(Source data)

* * * * * * *

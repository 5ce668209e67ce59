/// Local file storage back-end.
///
/// The entire record list is one JSON array in a single file; every mutation
/// reads the whole file, applies the change in memory and writes the result
/// to a temporary file that is renamed into place. Mutations serialise on a
/// per-file mutex; reads can overlap.
///
/// Not crash-safe and intended for development and single-writer setups only.
use std::path::{Path, PathBuf};

use async_trait::async_trait;
use tokio::sync::Mutex;

use super::{key_path_matches_identity, segment_count, KeyMaterial, StorageManager};
use crate::error::{KmsError, Result};
use crate::kms::{Did, KeyId, KeyType};

/// Default directory holding the storage file.
pub const DEFAULT_STORAGE_DIR: &str = "./localstoragekeys";
/// File name inside the storage directory.
pub const STORAGE_FILE_NAME: &str = "kms_localstorage_keys.json";

#[cfg(unix)]
const FILE_MODE: u32 = 0o644;

pub struct LocalStorageFileManager {
    file_path: PathBuf,
    write_lock: Mutex<()>,
}

impl LocalStorageFileManager {
    /// Back-end over `<dir>/kms_localstorage_keys.json`.
    pub fn new(dir: impl AsRef<Path>) -> Self {
        Self {
            file_path: dir.as_ref().join(STORAGE_FILE_NAME),
            write_lock: Mutex::new(()),
        }
    }

    pub fn file_path(&self) -> &Path {
        &self.file_path
    }

    async fn read_all(&self) -> Result<Vec<KeyMaterial>> {
        let bytes = match tokio::fs::read(&self.file_path).await {
            Ok(bytes) => bytes,
            Err(e) if e.kind() == std::io::ErrorKind::NotFound => return Ok(Vec::new()),
            Err(e) => return Err(KmsError::backend("read storage file", e)),
        };
        if bytes.iter().all(u8::is_ascii_whitespace) {
            return Ok(Vec::new());
        }
        serde_json::from_slice(&bytes).map_err(|e| KmsError::backend("parse storage file", e))
    }

    async fn write_all(&self, records: &[KeyMaterial]) -> Result<()> {
        let json = serde_json::to_vec_pretty(records)
            .map_err(|e| KmsError::backend("serialize storage file", e))?;

        if let Some(parent) = self.file_path.parent() {
            tokio::fs::create_dir_all(parent)
                .await
                .map_err(|e| KmsError::backend("create storage dir", e))?;
        }

        // Write-then-rename keeps readers off half-written documents.
        let tmp_path = self.file_path.with_extension("json.tmp");
        tokio::fs::write(&tmp_path, &json)
            .await
            .map_err(|e| KmsError::backend("write storage file", e))?;
        #[cfg(unix)]
        {
            use std::os::unix::fs::PermissionsExt;
            tokio::fs::set_permissions(&tmp_path, std::fs::Permissions::from_mode(FILE_MODE))
                .await
                .map_err(|e| KmsError::backend("chmod storage file", e))?;
        }
        tokio::fs::rename(&tmp_path, &self.file_path)
            .await
            .map_err(|e| KmsError::backend("rename storage file", e))?;
        Ok(())
    }

    fn find<'a>(records: &'a [KeyMaterial], key_path: &str) -> Option<&'a KeyMaterial> {
        records.iter().find(|r| r.key_path == key_path)
    }
}

#[async_trait]
impl StorageManager for LocalStorageFileManager {
    async fn save_key_material(&self, material: &KeyMaterial, id: &str) -> Result<()> {
        // New code paths emit at most the two-part bound form; the legacy
        // three-part shape is read-only.
        if segment_count(id) > 2 {
            return Err(KmsError::InvalidKeyId(id.to_string()));
        }

        let _guard = self.write_lock.lock().await;
        let mut records = self.read_all().await?;
        if Self::find(&records, id).is_some() {
            return Err(KmsError::AlreadyExists(id.to_string()));
        }
        records.push(KeyMaterial {
            key_type: material.key_type,
            key_path: id.to_string(),
            private_key: material.private_key.clone(),
        });
        self.write_all(&records).await
    }

    async fn search_by_identity(&self, identity: &Did, key_type: KeyType) -> Result<Vec<KeyId>> {
        let records = self.read_all().await?;
        Ok(records
            .iter()
            .filter(|r| KeyType::from(r.key_type) == key_type)
            .filter(|r| key_path_matches_identity(&r.key_path, identity, key_type))
            .map(|r| KeyId::new(key_type, r.key_path.clone()))
            .collect())
    }

    async fn search_private_key(&self, key_id: &KeyId) -> Result<String> {
        Ok(self.get_key_material(key_id).await?.private_key.clone())
    }

    async fn get_key_material(&self, key_id: &KeyId) -> Result<KeyMaterial> {
        let records = self.read_all().await?;
        Self::find(&records, &key_id.id)
            .cloned()
            .ok_or_else(|| KmsError::KeyNotFound(key_id.id.clone()))
    }

    async fn delete(&self, key_id: &KeyId) -> Result<()> {
        let _guard = self.write_lock.lock().await;
        let mut records = self.read_all().await?;
        let before = records.len();
        records.retain(|r| r.key_path != key_id.id);
        if records.len() == before {
            return Err(KmsError::KeyNotFound(key_id.id.clone()));
        }
        self.write_all(&records).await
    }
}
/// secp256k1 keygen and Ethereum-style recoverable signatures.
///
/// Signatures are the 65-byte `r(32) || s(32) || v(1)` form with
/// `v ∈ {27, 28}` and low-S enforced, the unique canonical encoding accepted
/// by Ethereum consensus rules.
use k256::ecdsa::signature::hazmat::PrehashVerifier;
use k256::ecdsa::{RecoveryId, Signature, SigningKey, VerifyingKey};
use k256::elliptic_curve::sec1::ToEncodedPoint;
use rand::rngs::OsRng;

use crate::crypto::SensitiveBytes32;
use crate::error::{KmsError, Result};

pub const COMPRESSED_PUBLIC_KEY_LEN: usize = 33;
pub const SIGNATURE_LEN: usize = 65;
pub const DIGEST_LEN: usize = 32;

/// Offset added to the raw recovery id, per the Ethereum convention.
pub const RECOVERY_ID_OFFSET: u8 = 27;

/// Generate a random private scalar.
pub fn generate_private_key() -> SensitiveBytes32 {
    let signing_key = SigningKey::random(&mut OsRng);
    let mut bytes = [0u8; 32];
    bytes.copy_from_slice(&signing_key.to_bytes());
    SensitiveBytes32::new(bytes)
}

fn signing_key(private_key: &[u8]) -> Result<SigningKey> {
    SigningKey::from_slice(private_key).map_err(|e| KmsError::backend("secp256k1 key", e))
}

/// Derive the 33-byte compressed SEC1 public key from a private scalar.
pub fn public_key_compressed(private_key: &[u8]) -> Result<[u8; COMPRESSED_PUBLIC_KEY_LEN]> {
    let point = signing_key(private_key)?
        .verifying_key()
        .to_encoded_point(true);
    let mut bytes = [0u8; COMPRESSED_PUBLIC_KEY_LEN];
    bytes.copy_from_slice(point.as_bytes());
    Ok(bytes)
}

/// Sign a 32-byte digest, returning the 65-byte recoverable form.
pub fn sign_recoverable(private_key: &[u8], digest: &[u8]) -> Result<[u8; SIGNATURE_LEN]> {
    if digest.len() != DIGEST_LEN {
        return Err(KmsError::InvalidDigest(format!(
            "digest is {} bytes, expected {DIGEST_LEN}",
            digest.len()
        )));
    }
    // k256 signs with low-S normalization; the recovery id already accounts
    // for it.
    let (signature, recovery_id) = signing_key(private_key)?
        .sign_prehash_recoverable(digest)
        .map_err(|e| KmsError::backend("secp256k1 sign", e))?;

    let mut out = [0u8; SIGNATURE_LEN];
    out[..64].copy_from_slice(&signature.to_bytes());
    out[64] = recovery_id.to_byte() + RECOVERY_ID_OFFSET;
    Ok(out)
}

/// Verify the `r||s` part of a signature against a SEC1 public key.
pub fn verify_prehash(public_key: &[u8], digest: &[u8], signature_rs: &[u8]) -> Result<bool> {
    let verifying_key = VerifyingKey::from_sec1_bytes(public_key)
        .map_err(|e| KmsError::backend("secp256k1 public key", e))?;
    let signature =
        Signature::from_slice(signature_rs).map_err(|_| KmsError::InvalidSignature)?;
    Ok(verifying_key.verify_prehash(digest, &signature).is_ok())
}

/// Recover the compressed public key from a 65-byte recoverable signature.
pub fn recover_compressed(
    digest: &[u8],
    signature: &[u8; SIGNATURE_LEN],
) -> Result<[u8; COMPRESSED_PUBLIC_KEY_LEN]> {
    let recovery_id = signature[64]
        .checked_sub(RECOVERY_ID_OFFSET)
        .and_then(RecoveryId::from_byte)
        .ok_or(KmsError::InvalidSignature)?;
    let sig = Signature::from_slice(&signature[..64]).map_err(|_| KmsError::InvalidSignature)?;
    let recovered = VerifyingKey::recover_from_prehash(digest, &sig, recovery_id)
        .map_err(|_| KmsError::InvalidSignature)?;

    let point = recovered.to_encoded_point(true);
    let mut bytes = [0u8; COMPRESSED_PUBLIC_KEY_LEN];
    bytes.copy_from_slice(point.as_bytes());
    Ok(bytes)
}

#[cfg(test)]
mod tests {
    use super::*;

    #[test]
    fn test_sign_verify_roundtrip() {
        let sk = generate_private_key();
        let pk = public_key_compressed(sk.as_bytes()).unwrap();
        let digest = [0x3cu8; 32];

        let sig = sign_recoverable(sk.as_bytes(), &digest).unwrap();
        assert!(verify_prehash(&pk, &digest, &sig[..64]).unwrap());
    }

    #[test]
    fn test_recover_matches_public_key() {
        let sk = generate_private_key();
        let pk = public_key_compressed(sk.as_bytes()).unwrap();
        let digest = [0x11u8; 32];

        let sig = sign_recoverable(sk.as_bytes(), &digest).unwrap();
        assert!(sig[64] == 27 || sig[64] == 28);
        assert_eq!(recover_compressed(&digest, &sig).unwrap(), pk);
    }

    #[test]
    fn test_signature_is_low_s() {
        let sk = generate_private_key();
        for byte in 0u8..16 {
            let digest = [byte; 32];
            let sig = sign_recoverable(sk.as_bytes(), &digest).unwrap();
            let parsed = Signature::from_slice(&sig[..64]).unwrap();
            assert!(parsed.normalize_s().is_none(), "high-S signature emitted");
        }
    }

    #[test]
    fn test_wrong_length_digest_rejected() {
        let sk = generate_private_key();
        let err = sign_recoverable(sk.as_bytes(), &[0u8; 31]).unwrap_err();
        assert!(matches!(err, KmsError::InvalidDigest(_)));
    }

    #[test]
    fn test_compressed_public_key_shape() {
        let sk = generate_private_key();
        let pk = public_key_compressed(sk.as_bytes()).unwrap();
        assert!(pk[0] == 0x02 || pk[0] == 0x03);
    }
}
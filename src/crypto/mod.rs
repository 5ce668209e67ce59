/// Cryptographic adapters for the two supported curves.
///
/// - `bjj`: Baby Jubjub keygen and Poseidon EdDSA signatures (64-byte
///   compressed form).
/// - `eth`: secp256k1 keygen and 65-byte recoverable Ethereum signatures.
/// - `recovery`: the pure ASN.1-DER → Ethereum signature adapter used by the
///   cloud-KMS provider.
pub mod bjj;
pub mod eth;
pub mod recovery;

use zeroize::{Zeroize, ZeroizeOnDrop};

/// Raw 32-byte private scalar, zeroized when dropped.
#[derive(Clone, Zeroize, ZeroizeOnDrop)]
pub struct SensitiveBytes32([u8; 32]);

impl SensitiveBytes32 {
    pub fn new(bytes: [u8; 32]) -> Self {
        Self(bytes)
    }

    pub fn as_bytes(&self) -> &[u8; 32] {
        &self.0
    }

    pub fn from_slice(slice: &[u8]) -> Option<Self> {
        if slice.len() != 32 {
            return None;
        }
        let mut bytes = [0u8; 32];
        bytes.copy_from_slice(slice);
        Some(Self(bytes))
    }

    /// Lowercase hex of the scalar, the storage-layer encoding.
    pub fn to_hex(&self) -> String {
        hex::encode(self.0)
    }

    pub fn from_hex(s: &str) -> Option<Self> {
        let bytes = hex::decode(s).ok()?;
        Self::from_slice(&bytes)
    }
}

impl AsRef<[u8]> for SensitiveBytes32 {
    fn as_ref(&self) -> &[u8] {
        &self.0
    }
}

#[cfg(test)]
mod tests {
    use super::*;

    #[test]
    fn test_sensitive_bytes32() {
        let key = SensitiveBytes32::new([0xAA; 32]);
        assert_eq!(key.as_bytes(), &[0xAA; 32]);
    }

    #[test]
    fn test_sensitive_bytes32_from_slice() {
        assert!(SensitiveBytes32::from_slice(&[0u8; 32]).is_some());
        assert!(SensitiveBytes32::from_slice(&[0u8; 16]).is_none());
    }

    #[test]
    fn test_hex_roundtrip() {
        let key = SensitiveBytes32::new([0x42; 32]);
        let restored = SensitiveBytes32::from_hex(&key.to_hex()).unwrap();
        assert_eq!(restored.as_bytes(), key.as_bytes());
    }
}
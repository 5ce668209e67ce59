use clap::{Parser, Subcommand};
use tracing::error;
use tracing_subscriber::EnvFilter;

use issuer_kms::config::Config;
use issuer_kms::error::Result;
use issuer_kms::providers::eth;
use issuer_kms::storage::local::LocalStorageFileManager;

#[derive(Parser)]
#[command(name = "issuer-kms")]
#[command(about = "Key management utilities for the identity issuer")]
#[command(version)]
struct Cli {
    #[command(subcommand)]
    command: Commands,
}

#[derive(Subcommand)]
enum Commands {
    /// Import a raw 32-byte hex secp256k1 private key into the local
    /// storage back-end
    ImportEthKey {
        /// Private key, hex-encoded
        #[arg(long = "privateKey")]
        private_key: String,
    },
}

#[tokio::main]
async fn main() {
    tracing_subscriber::fmt()
        .with_env_filter(
            EnvFilter::try_from_default_env().unwrap_or_else(|_| "issuer_kms=info".into()),
        )
        .init();

    let cli = Cli::parse();
    if let Err(e) = run(cli).await {
        error!("{e}");
        std::process::exit(1);
    }
}

async fn run(cli: Cli) -> Result<()> {
    match cli.command {
        Commands::ImportEthKey { private_key } => {
            let config = Config::load()?;
            let storage = LocalStorageFileManager::new(&config.local_storage_dir);
            let key_id = eth::import_eth_private_key(&storage, &private_key).await?;
            println!("imported key under path {}", key_id.id);
        }
    }
    Ok(())
}
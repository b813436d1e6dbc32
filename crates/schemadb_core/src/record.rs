//! The record trait.

use crate::schema::Schema;
use crate::value::FieldValue;

/// A domain type persisted through the mapping layer.
///
/// Implementations expose their mapped fields to the engine by wire
/// name. The engine drives everything else from the static [`Schema`]:
/// it never inspects the type beyond these three methods.
///
/// `Default` provides the decode target: decoding builds a fresh
/// default record and sets only the fields present in the wire
/// document, so fields without a mapping entry keep their defaults.
///
/// # Example
///
/// ```rust
/// use schemadb_core::{FieldKind, FieldSpec, FieldValue, Record, Schema};
///
/// #[derive(Debug, Clone, Default)]
/// struct User {
///     id: i64,
///     name: String,
/// }
///
/// static USER: Schema = Schema {
///     namespace: "user",
///     global: true,
///     primary: Some("id"),
///     inverted_sequence: false,
///     sortable: &["name"],
///     reference_suffix: Some("user_id"),
///     display_field: Some("name"),
///     fields: &[
///         FieldSpec { wire: "id", kind: FieldKind::Int },
///         FieldSpec { wire: "name", kind: FieldKind::Text },
///     ],
/// };
///
/// impl Record for User {
///     fn schema() -> &'static Schema {
///         &USER
///     }
///
///     fn field(&self, wire: &str) -> Option<FieldValue> {
///         match wire {
///             "id" => Some(FieldValue::Int(self.id)),
///             "name" => Some(FieldValue::Text(self.name.clone())),
///             _ => None,
///         }
///     }
///
///     fn set_field(&mut self, wire: &str, value: FieldValue) {
///         match wire {
///             "id" => {
///                 if let Some(n) = value.as_int() {
///                     self.id = n;
///                 }
///             }
///             "name" => {
///                 if let Some(s) = value.into_text() {
///                     self.name = s;
///                 }
///             }
///             _ => {}
///         }
///     }
/// }
/// ```
pub trait Record: Clone + Default {
    /// Returns the static persistence schema for this kind.
    fn schema() -> &'static Schema;

    /// Reads the value of a mapped field by wire name.
    ///
    /// Returns `None` for wire names the type does not recognize; the
    /// engine treats that as `Null`.
    fn field(&self, wire: &str) -> Option<FieldValue>;

    /// Writes the value of a mapped field by wire name.
    ///
    /// Unrecognized wire names and values of the wrong shape are
    /// ignored; decode must never fail on a field the type cannot
    /// accept.
    fn set_field(&mut self, wire: &str, value: FieldValue);
}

* * * * * * *

__What you need to do__.
Pick out each line above that includes "ecdsa" and show it.

__Result of this task__.
use k256::ecdsa::signature::hazmat::PrehashVerifier;
use k256::ecdsa::{RecoveryId, Signature, SigningKey, VerifyingKey};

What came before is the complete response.